**Exercise prompt**
Repeat the entries verbatim.

**Source material**
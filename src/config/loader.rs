use std::fs;
use std::path::PathBuf;

use color_eyre::eyre::WrapErr;
use tracing::debug;

use crate::config::AppConfig;

const CONFIG_DIR: &str = "kubedash";
const CONFIG_FILE: &str = "config.toml";

pub fn config_dir() -> Option<PathBuf> {
    dirs::config_dir().map(|p| p.join(CONFIG_DIR))
}

pub fn config_path() -> Option<PathBuf> {
    config_dir().map(|p| p.join(CONFIG_FILE))
}

/// Load the config file, falling back to defaults when there is none.
///
/// A file that exists but does not parse is an error.
pub fn load() -> color_eyre::Result<AppConfig> {
    let Some(path) = config_path() else {
        debug!("No config directory found, using defaults");
        return Ok(AppConfig::default());
    };

    if !path.exists() {
        debug!(?path, "Config file not found, using defaults");
        return Ok(AppConfig::default());
    }

    let content = fs::read_to_string(&path)
        .wrap_err_with(|| format!("failed to read config file {}", path.display()))?;
    let config: AppConfig = toml::from_str(&content)
        .wrap_err_with(|| format!("failed to parse config file {}", path.display()))?;
    debug!(?path, "Loaded config");
    Ok(config)
}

**Answer for this exercise**
filename src/config/loader.rs
use std::fs;
use std::path::PathBuf;

use color_eyre::eyre::WrapErr;
use tracing::debug;

use crate::config::AppConfig;

const CONFIG_DIR: &str = "kubedash";
const CONFIG_FILE: &str = "config.toml";

pub fn config_dir() -> Option<PathBuf> {
    dirs::config_dir().map(|p| p.join(CONFIG_DIR))
}

pub fn config_path() -> Option<PathBuf> {
    config_dir().map(|p| p.join(CONFIG_FILE))
}

/// Load the config file, falling back to defaults when there is none.
///
/// A file that exists but does not parse is an error.
pub fn load() -> color_eyre::Result<AppConfig> {
    let Some(path) = config_path() else {
        debug!("No config directory found, using defaults");
        return Ok(AppConfig::default());
    };

    if !path.exists() {
        debug!(?path, "Config file not found, using defaults");
        return Ok(AppConfig::default());
    }

    let content = fs::read_to_string(&path)
        .wrap_err_with(|| format!("failed to read config file {}", path.display()))?;
    let config: AppConfig = toml::from_str(&content)
        .wrap_err_with(|| format!("failed to parse config file {}", path.display()))?;
    debug!(?path, "Loaded config");
    Ok(config)
}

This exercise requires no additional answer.